_Exercise_
Find the word "unsubscribe" in the records below. List each line containing it.

_Data supplied_
---*---

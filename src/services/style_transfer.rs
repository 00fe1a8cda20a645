use super::connection_fallback;
use crate::{
    Result,
    blob::{BlobHandle, BlobStore},
    config::BackendConfig,
    form::{FormService, RequestForm},
    remote::{MultipartPart, RemoteFailure, RemoteRequest, RemoteResponse, ResponseKind},
};
use std::path::Path;

pub const STYLE_TRANSFER_PATH: &str = "/api/style/style-transfer";
pub const STYLE_TRANSFER_RAW_PATH: &str = "/api/style/style-transfer-raw";

pub const MIN_ALPHA: f64 = 0.1;
pub const MAX_ALPHA: f64 = 1.0;
pub const DEFAULT_ALPHA: f64 = 1.0;

const DEFAULT_RESULT_TYPE: &str = "image/png";

/// An image picked by the user, held in memory until the form is reset.
#[derive(Debug, Clone, PartialEq, Eq)]
pub struct ImageFile {
    pub file_name: String,
    pub content_type: String,
    pub data: Vec<u8>,
}

impl ImageFile {
    pub fn new(
        file_name: impl Into<String>,
        content_type: impl Into<String>,
        data: Vec<u8>,
    ) -> Self {
        Self {
            file_name: file_name.into(),
            content_type: content_type.into(),
            data,
        }
    }

    pub async fn load(path: impl AsRef<Path>) -> Result<Self> {
        let path = path.as_ref();
        let data = tokio::fs::read(path).await?;
        let file_name = path
            .file_name()
            .map(|name| name.to_string_lossy().into_owned())
            .unwrap_or_else(|| "image".to_string());

        Ok(Self::new(file_name, content_type_for(path), data))
    }
}

fn content_type_for(path: &Path) -> String {
    mime_guess::from_path(path)
        .first_or_octet_stream()
        .essence_str()
        .to_string()
}

#[derive(Debug, Clone, Copy, PartialEq, Eq, Default)]
pub enum StyleMode {
    /// Blend the stylized image with the content image by `alpha`.
    #[default]
    Blended,
    /// Stylize only; `alpha` is ignored.
    Raw,
}

#[derive(Debug, Clone, PartialEq)]
pub struct StyleTransferInput {
    pub content_image: Option<ImageFile>,
    pub style_image: Option<ImageFile>,
    pub alpha: f64,
    pub mode: StyleMode,
}

impl Default for StyleTransferInput {
    fn default() -> Self {
        Self {
            content_image: None,
            style_image: None,
            alpha: DEFAULT_ALPHA,
            mode: StyleMode::default(),
        }
    }
}

#[derive(Debug)]
pub struct StyleTransferResponse {
    pub result_image: BlobHandle,
}

pub struct StyleTransfer {
    backend_port: u16,
    blobs: BlobStore,
}

impl StyleTransfer {
    pub fn new(backend: &BackendConfig, blobs: BlobStore) -> Self {
        Self {
            backend_port: backend.port,
            blobs,
        }
    }

    pub fn blobs(&self) -> &BlobStore {
        &self.blobs
    }

    pub fn into_form(self) -> RequestForm<Self> {
        RequestForm::new(self)
    }
}

fn file_part(name: &str, image: &ImageFile) -> MultipartPart {
    MultipartPart {
        name: name.to_string(),
        filename: image.file_name.clone(),
        content_type: image.content_type.clone(),
        data: image.data.clone(),
    }
}

impl FormService for StyleTransfer {
    type Input = StyleTransferInput;
    type Output = StyleTransferResponse;

    fn name(&self) -> &'static str {
        "style-transfer"
    }

    fn validate(&self, input: &StyleTransferInput) -> std::result::Result<(), String> {
        if input.content_image.is_none() || input.style_image.is_none() {
            return Err("Please select both content and style images".to_string());
        }
        if input.mode == StyleMode::Blended && !(MIN_ALPHA..=MAX_ALPHA).contains(&input.alpha) {
            return Err(format!(
                "Style strength must be between {:.1} and {:.1}",
                MIN_ALPHA, MAX_ALPHA
            ));
        }
        Ok(())
    }

    fn build_request(&self, input: &StyleTransferInput) -> Result<RemoteRequest> {
        let (Some(content), Some(style)) = (&input.content_image, &input.style_image) else {
            return Err(crate::Error::validation(
                "Please select both content and style images",
            ));
        };

        let parts = vec![file_part("content_file", content), file_part("style_file", style)];

        let request = match input.mode {
            StyleMode::Blended => RemoteRequest::post_multipart(STYLE_TRANSFER_PATH, parts)
                .with_query("alpha", input.alpha),
            StyleMode::Raw => RemoteRequest::post_multipart(STYLE_TRANSFER_RAW_PATH, parts),
        };

        Ok(request.expecting(ResponseKind::Binary))
    }

    fn decode(
        &self,
        _input: &StyleTransferInput,
        response: RemoteResponse,
    ) -> std::result::Result<StyleTransferResponse, RemoteFailure> {
        let (content_type, data) = response.into_binary()?;
        let content_type = content_type.unwrap_or_else(|| DEFAULT_RESULT_TYPE.to_string());

        Ok(StyleTransferResponse {
            result_image: self.blobs.create(content_type, data),
        })
    }

    fn fallback_message(&self) -> String {
        connection_fallback("style transfer", self.backend_port)
    }
}
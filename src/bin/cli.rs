//! DeployGraph CLI - deployment order, cycle gate and live graph for a workspace.

use clap::Parser;
use deploy_graph::cli::{run, Cli};
use std::process::ExitCode;
use tracing_subscriber::{layer::SubscriberExt, util::SubscriberInitExt};

fn main() -> ExitCode {
    tracing_subscriber::registry()
        .with(
            tracing_subscriber::EnvFilter::try_from_default_env()
                .unwrap_or_else(|_| "deploy_graph=info".into()),
        )
        .with(tracing_subscriber::fmt::layer().with_writer(std::io::stderr))
        .init();

    let cli = Cli::parse();

    match run(cli) {
        Ok(code) => code,
        Err(e) => {
            eprintln!("Error: {:#}", e);
            ExitCode::FAILURE
        }
    }
}
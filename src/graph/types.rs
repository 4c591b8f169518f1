//
//  types.rs
//  DeployGraph
//
//  Created by hak (tharun)
//

use chrono::{DateTime, Utc};
use serde::{Deserialize, Serialize};
use std::collections::{BTreeMap, BTreeSet};
use std::path::PathBuf;

// ─── Build Options ──────────────────────────────────────────

/// Knobs for a single graph build.
#[derive(Debug, Clone, PartialEq, Eq, Serialize, Deserialize)]
pub struct BuildOptions {
    pub include_dev_dependencies: bool,
    pub include_build_dependencies: bool,
    /// Scan sources for imports and merge them into the declared edges.
    pub detect_imports: bool,
    /// Directory levels below a package directory that the import scanner enters.
    pub max_source_depth: usize,
    pub source_extensions: Vec<String>,
}

impl Default for BuildOptions {
    fn default() -> Self {
        Self {
            include_dev_dependencies: false,
            include_build_dependencies: true,
            detect_imports: true,
            max_source_depth: 3,
            source_extensions: vec!["rs".to_string()],
        }
    }
}

// ─── Imports ────────────────────────────────────────────────

/// Which line pattern produced an import record.
#[derive(Debug, Clone, Copy, PartialEq, Eq, Hash, Serialize, Deserialize)]
#[serde(rename_all = "snake_case")]
pub enum ImportKind {
    Use,
    ExternCrate,
    Mod,
}

/// An import-like statement found in a package's sources.
#[derive(Debug, Clone, PartialEq, Eq, Serialize, Deserialize)]
pub struct ImportRecord {
    pub source_package: String,
    pub imported_module: String,
    pub kind: ImportKind,
    pub source_file: PathBuf,
    /// 1-based.
    pub line_number: usize,
    pub raw_statement: String,
}

// ─── Edges ──────────────────────────────────────────────────

/// Evidence behind an edge.
#[derive(Debug, Clone, Copy, PartialEq, Eq, Hash, Serialize, Deserialize)]
#[serde(rename_all = "snake_case")]
pub enum EdgeSource {
    /// Declared in the manifest only.
    Declared,
    /// Seen in source imports only.
    Inferred,
    /// Declared and confirmed by imports.
    Both,
}

/// Manifest section a declared dependency came from.
#[derive(Debug, Clone, Copy, PartialEq, Eq, Hash, Serialize, Deserialize)]
#[serde(rename_all = "snake_case")]
pub enum DependencyKind {
    Normal,
    Build,
    Dev,
}

/// Manifest details carried by declared edges.
#[derive(Debug, Clone, PartialEq, Eq, Serialize, Deserialize)]
pub struct EdgeMetadata {
    pub kind: DependencyKind,
    pub version_spec: Option<String>,
    pub local_path: bool,
    pub workspace: bool,
}

/// A directed `from → to` dependency at package granularity.
#[derive(Debug, Clone, PartialEq, Eq, Serialize, Deserialize)]
pub struct DependencyEdge {
    pub from: String,
    pub to: String,
    pub source: EdgeSource,
    /// Target is not a workspace package and not marked local.
    pub is_external: bool,
    pub metadata: Option<EdgeMetadata>,
    /// Imports supporting this edge, in scan order.
    pub imports: Vec<ImportRecord>,
}

impl DependencyEdge {
    pub fn declared(from: impl Into<String>, to: impl Into<String>, metadata: EdgeMetadata) -> Self {
        Self {
            from: from.into(),
            to: to.into(),
            source: EdgeSource::Declared,
            is_external: false,
            metadata: Some(metadata),
            imports: Vec::new(),
        }
    }

    pub fn inferred(import: ImportRecord, from: impl Into<String>, to: impl Into<String>) -> Self {
        Self {
            from: from.into(),
            to: to.into(),
            source: EdgeSource::Inferred,
            is_external: false,
            metadata: None,
            imports: vec![import],
        }
    }
}

// ─── Nodes & Graph ──────────────────────────────────────────

/// A workspace package in the built graph.
#[derive(Debug, Clone, PartialEq, Eq, Serialize, Deserialize)]
pub struct DependencyNode {
    pub name: String,
    pub directory: PathBuf,
    pub manifest_path: PathBuf,
    /// Workspace packages this one depends on.
    pub dependencies: Vec<String>,
    /// Workspace packages depending on this one.
    pub dependents: Vec<String>,
    pub dependency_count: usize,
    pub dependent_count: usize,
    /// Longest dependency chain below this node. Not meaningful inside a cycle.
    pub depth: usize,
}

/// Aggregate numbers over a built graph.
#[derive(Debug, Clone, Default, PartialEq, Serialize, Deserialize)]
pub struct GraphStats {
    pub node_count: usize,
    pub edge_count: usize,
    pub external_dependency_count: usize,
    pub cycle_count: usize,
    pub max_depth: usize,
    pub avg_edges_per_node: f64,
    /// Nodes with no workspace dependencies.
    pub leaf_count: usize,
    /// Nodes nothing in the workspace depends on.
    pub root_count: usize,
}

/// The full result of one build. Never mutated after construction.
#[derive(Debug, Clone, Serialize, Deserialize)]
pub struct DependencyGraph {
    pub nodes: BTreeMap<String, DependencyNode>,
    pub edges: Vec<DependencyEdge>,
    pub imports: Vec<ImportRecord>,
    /// Each cycle lists its members with the first repeated at the end.
    pub cycles: Vec<Vec<String>>,
    /// Dependencies first. Only trustworthy when `cycles` is empty.
    pub deployment_order: Vec<String>,
    /// Groups that can be deployed in parallel, in order.
    pub deployment_levels: Vec<Vec<String>>,
    pub external_dependencies: BTreeSet<String>,
    /// Workspace package names in input order.
    pub workspace_packages: Vec<String>,
    pub stats: GraphStats,
    pub built_at: DateTime<Utc>,
}

impl DependencyGraph {
    /// An empty graph, as built from zero packages.
    pub fn empty() -> Self {
        Self {
            nodes: BTreeMap::new(),
            edges: Vec::new(),
            imports: Vec::new(),
            cycles: Vec::new(),
            deployment_order: Vec::new(),
            deployment_levels: Vec::new(),
            external_dependencies: BTreeSet::new(),
            workspace_packages: Vec::new(),
            stats: GraphStats::default(),
            built_at: Utc::now(),
        }
    }

    /// True when the deployment order can be relied on.
    pub fn is_deployable(&self) -> bool {
        self.cycles.is_empty()
    }

    pub fn node(&self, name: &str) -> Option<&DependencyNode> {
        self.nodes.get(name)
    }
}
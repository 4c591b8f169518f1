//! Text and JSON rendering for the one-shot commands.
//!
//! Compact text: one fact per line, names only.

use anyhow::Result;
use serde_json::json;
use std::collections::HashSet;
use std::io::Write;
use tracing::warn;

use crate::graph::{
    cycle_descriptions, deployment_order_for, direct_dependencies, direct_dependents,
    transitive_dependencies, transitive_dependents, DependencyGraph,
};

/// Graph statistics.
pub fn stats(out: &mut impl Write, graph: &DependencyGraph, json: bool) -> Result<()> {
    let stats = &graph.stats;
    if json {
        writeln!(out, "{}", serde_json::to_string_pretty(stats)?)?;
        return Ok(());
    }

    writeln!(out, "packages  {}", stats.node_count)?;
    writeln!(out, "edges     {}", stats.edge_count)?;
    writeln!(out, "external  {}", stats.external_dependency_count)?;
    writeln!(out, "cycles    {}", stats.cycle_count)?;
    writeln!(out, "depth     {}", stats.max_depth)?;
    writeln!(out, "avg edges {:.2}", stats.avg_edges_per_node)?;
    writeln!(out, "leaves    {}", stats.leaf_count)?;
    writeln!(out, "roots     {}", stats.root_count)?;
    Ok(())
}

/// Deployment order, optionally narrowed to targets or grouped by level.
///
/// Output is the bare list (or list of levels) so JSON stays parseable; the
/// best-effort warning for cyclic graphs goes to the log.
pub fn order(
    out: &mut impl Write,
    graph: &DependencyGraph,
    targets: &[String],
    levels: bool,
    json: bool,
) -> Result<()> {
    if !graph.is_deployable() {
        warn!(cycles = graph.cycles.len(), "graph has cycles, order is best effort");
    }

    let order = if targets.is_empty() {
        graph.deployment_order.clone()
    } else {
        let targets: Vec<&str> = targets.iter().map(String::as_str).collect();
        deployment_order_for(graph, &targets)
    };

    if levels {
        let needed: HashSet<&str> = order.iter().map(String::as_str).collect();
        let levels: Vec<Vec<&str>> = graph
            .deployment_levels
            .iter()
            .map(|level| {
                level
                    .iter()
                    .map(String::as_str)
                    .filter(|name| needed.contains(name))
                    .collect::<Vec<_>>()
            })
            .filter(|level| !level.is_empty())
            .collect();

        if json {
            writeln!(out, "{}", serde_json::to_string_pretty(&levels)?)?;
        } else {
            for (i, level) in levels.iter().enumerate() {
                writeln!(out, "{} {}", i, level.join(" "))?;
            }
        }
        return Ok(());
    }

    if json {
        writeln!(out, "{}", serde_json::to_string_pretty(&order)?)?;
    } else {
        for name in &order {
            writeln!(out, "{}", name)?;
        }
    }
    Ok(())
}

/// Cycle report. Returns true when the graph is cycle-free.
pub fn cycles(out: &mut impl Write, graph: &DependencyGraph, json: bool) -> Result<bool> {
    if json {
        writeln!(out, "{}", serde_json::to_string_pretty(&graph.cycles)?)?;
    } else if graph.cycles.is_empty() {
        writeln!(out, "No cycles")?;
    } else {
        for line in cycle_descriptions(graph) {
            writeln!(out, "{}", line)?;
        }
    }
    Ok(graph.cycles.is_empty())
}

/// Dependencies (or dependents) of one package.
pub fn deps(
    out: &mut impl Write,
    graph: &DependencyGraph,
    name: &str,
    transitive: bool,
    reverse: bool,
    json: bool,
) -> Result<()> {
    if graph.node(name).is_none() {
        if json {
            writeln!(out, "{}", json!({ "package": name, "found": false }))?;
        } else {
            writeln!(out, "Package '{}' not found", name)?;
        }
        return Ok(());
    }

    let names = match (transitive, reverse) {
        (false, false) => direct_dependencies(graph, name),
        (true, false) => transitive_dependencies(graph, name),
        (false, true) => direct_dependents(graph, name),
        (true, true) => transitive_dependents(graph, name),
    };

    if json {
        let key = if reverse { "dependents" } else { "dependencies" };
        let value = json!({ "package": name, "transitive": transitive, key: names });
        writeln!(out, "{}", serde_json::to_string_pretty(&value)?)?;
    } else if names.is_empty() {
        writeln!(out, "{} -", name)?;
    } else {
        let arrow = if reverse { "<" } else { ">" };
        writeln!(out, "{} {} {}", name, arrow, names.join(" "))?;
    }
    Ok(())
}
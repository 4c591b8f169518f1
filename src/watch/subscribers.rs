//
//  subscribers.rs
//  DeployGraph
//
//  Created by hak (tharun)
//

use std::panic::{catch_unwind, AssertUnwindSafe};
use std::sync::atomic::{AtomicU64, Ordering};
use std::sync::{Arc, Mutex, Weak};
use tracing::warn;

use super::GraphChangeEvent;

/// Callback invoked once per published change.
pub type ChangeCallback = Arc<dyn Fn(&GraphChangeEvent) + Send + Sync>;

/// Registered change listeners.
#[derive(Default)]
pub(crate) struct Subscribers {
    next_id: AtomicU64,
    entries: Mutex<Vec<(u64, ChangeCallback)>>,
}

impl Subscribers {
    pub(crate) fn subscribe(self: &Arc<Self>, callback: ChangeCallback) -> Subscription {
        let id = self.next_id.fetch_add(1, Ordering::Relaxed);
        self.lock().push((id, callback));
        Subscription {
            id,
            registry: Arc::downgrade(self),
        }
    }

    fn remove(&self, id: u64) {
        self.lock().retain(|(entry_id, _)| *entry_id != id);
    }

    pub(crate) fn clear(&self) {
        self.lock().clear();
    }

    #[cfg(test)]
    pub(crate) fn len(&self) -> usize {
        self.lock().len()
    }

    /// Deliver `event` to every subscriber in registration order.
    ///
    /// Callbacks run outside the registry lock, so they may subscribe or
    /// unsubscribe. A panicking callback is logged and does not stop the rest.
    pub(crate) fn publish(&self, event: &GraphChangeEvent) {
        let snapshot: Vec<ChangeCallback> =
            self.lock().iter().map(|(_, cb)| Arc::clone(cb)).collect();

        for callback in snapshot {
            if catch_unwind(AssertUnwindSafe(|| callback(event))).is_err() {
                warn!(kind = ?event.kind, "change subscriber panicked");
            }
        }
    }

    fn lock(&self) -> std::sync::MutexGuard<'_, Vec<(u64, ChangeCallback)>> {
        self.entries.lock().unwrap_or_else(|e| e.into_inner())
    }
}

/// Handle returned by `on_change`. Dropping it keeps the callback registered.
#[derive(Debug)]
pub struct Subscription {
    id: u64,
    registry: Weak<Subscribers>,
}

impl Subscription {
    /// Remove the callback. No-op if the coordinator is gone.
    pub fn unsubscribe(self) {
        if let Some(registry) = self.registry.upgrade() {
            registry.remove(self.id);
        }
    }
}
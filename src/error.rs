//
//  error.rs
//  DeployGraph
//
//  Created by hak (tharun)
//

use std::path::PathBuf;
use thiserror::Error;

/// Errors produced by the graph engine and its collaborators.
///
/// Cycles are never reported through this type; they are part of the
/// built [`DependencyGraph`](crate::graph::DependencyGraph).
#[derive(Debug, Error)]
pub enum GraphError {
    #[error("I/O error: {0}")]
    Io(#[from] std::io::Error),

    #[error("failed to read manifest {path}: {message}")]
    Manifest { path: PathBuf, message: String },

    #[error("file watcher error: {0}")]
    Watch(#[from] notify::Error),
}

impl GraphError {
    pub fn manifest(path: impl Into<PathBuf>, message: impl Into<String>) -> Self {
        Self::Manifest {
            path: path.into(),
            message: message.into(),
        }
    }
}

pub type Result<T> = std::result::Result<T, GraphError>;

---*---

_Answer space_
    /// unsubscribe. A panicking callback is logged and does not stop the rest.
    pub fn unsubscribe(self) {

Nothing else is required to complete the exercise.